FIG. 9, to which reference is now made, shows a filter 300 placed slightly downstream of the external focal zone 120. In this arrangement, the filter 300 has an extent and a position such that it does not intersect all of the light. Some of the rays travel to the lens 300 by passing outside the edges of the filter 300. These rays rejoin the lens 200 at the periphery of the latter. Such rays are used in order to produce in front of the vehicle a slight amount of illumination in visible light (ordinary light) which swallows up any parasitic red tinge due to the presence of the filter 300.
 To accentuate visibility of the white light thus formed in the peripheral zone of the lens, without dazzling drivers travelling in the opposite direction, an arrangement is adopted in this annular peripheral zone of the lens 300 which is adapted to accentuate diffusion of the light, that is to say to disorganize the rays (i.e. with a lantern effect).
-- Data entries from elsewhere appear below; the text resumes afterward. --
//! # Portfolio Shell Library
//!
//! This library provides the interactive layer of a single-page personal
//! portfolio, together with a small preview server that renders and hosts the
//! page itself.
//!
//! ## Overview
//!
//! The library is organized into several modules that handle different aspects of the application:
//!
//! - `config`: Loads the page content and settings from a json5 file
//! - `error`: Defines custom error types for consistent error handling
//! - `index`: Renders the portfolio page
//! - `server`: Runs the preview web server
//! - `settings`: Timings and thresholds of the interactive layer
//! - `telemetry`: Logging setup
//! - `ui`: Menu, navbar, smooth scrolling, contact form, notifications,
//!   scroll reveal, lazy images and external links
//! - `utils`: Provides utility functions used throughout the application
//!
//! ## Getting Started
//!
//! Interactivity runs against any [`ui::dom::Document`]. A headless session
//! over the in-memory document looks like this:
//!
//! ```no_run
//! use portfolio_shell::settings::UiSettings;
//! use portfolio_shell::ui::contact::SimulatedSubmitter;
//! use portfolio_shell::ui::dom::MemoryDocument;
//! use portfolio_shell::ui::icons::LucideIcons;
//! use portfolio_shell::ui::page::PageEvent;
//! use portfolio_shell::ui::session::spawn_session;
//! use std::sync::Arc;
//! use tokio_util::sync::CancellationToken;
//!
//! #[tokio::main]
//! async fn main() -> Result<(), portfolio_shell::error::PortfolioError> {
//!     let doc = MemoryDocument::new(url::Url::parse("https://ana.dev/").unwrap());
//!     let settings = UiSettings::default();
//!     let submitter = Arc::new(SimulatedSubmitter::new(settings.submit_delay()));
//!     let shutdown = CancellationToken::new();
//!
//!     let (page, task) = spawn_session(doc, Box::new(LucideIcons), submitter, settings, shutdown.clone());
//!     page.dispatch(PageEvent::Scroll).await?;
//!
//!     shutdown.cancel();
//!     task.await.ok();
//!     Ok(())
//! }
//! ```
//!
//! The preview server is started with `server::run`:
//!
//! ```no_run
//! use portfolio_shell::{config::CONFIG_FILE, server};
//! use std::path::PathBuf;
//! use tokio_util::sync::CancellationToken;
//!
//! #[tokio::main]
//! async fn main() -> Result<(), portfolio_shell::error::PortfolioError> {
//!     let cancel_token = CancellationToken::new();
//!     let config_path = Some(PathBuf::from(CONFIG_FILE));
//!
//!     server::run(3000, config_path, cancel_token).await
//! }
//! ```

/// Custom error types module
///
/// Defines the `PortfolioError` enum used by configuration loading, the
/// preview server and the page session.
pub mod error;

/// Configuration management module
///
/// Loads the portfolio content (owner, tagline, projects) and the interactive
/// settings from a json5 file.
pub mod config;

/// Index page generation module
///
/// Renders the portfolio page with the element ids and classes the
/// interactive layer expects.
pub mod index;

/// Server operations module
///
/// Hosts the rendered page and the `static/` directory using Axum. It is a
/// static host only and stores nothing.
pub mod server;

/// Interactive settings module
///
/// Scroll thresholds, header allowance, notification phase timings and
/// observer parameters, all with defaults.
pub mod settings;

/// Logging setup
pub mod telemetry;

/// Interactive page behaviour
pub mod ui;

/// Utility functions module
pub mod utils;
 For example, the lens may have in this zone unpolished glass or a slight frosting. Thus, diffusion of the white light elements at the periphery of the lens produces lateral photometry of the lantern type which gives these light units a white appearance, without however (preferably) having high intensity on the axis. In this way, steady lighting can be obtained which is close to the maximum authorised for a lantern (60 candela), or of the so-called “day running light” type.
 More generally, arrangements are preferably adopted in which control of leakage of white light out of the filter is arranged, and these leakages are preferably diffused on leaving the light unit. In this way, the use of a white lantern constituted by a second light source is avoided.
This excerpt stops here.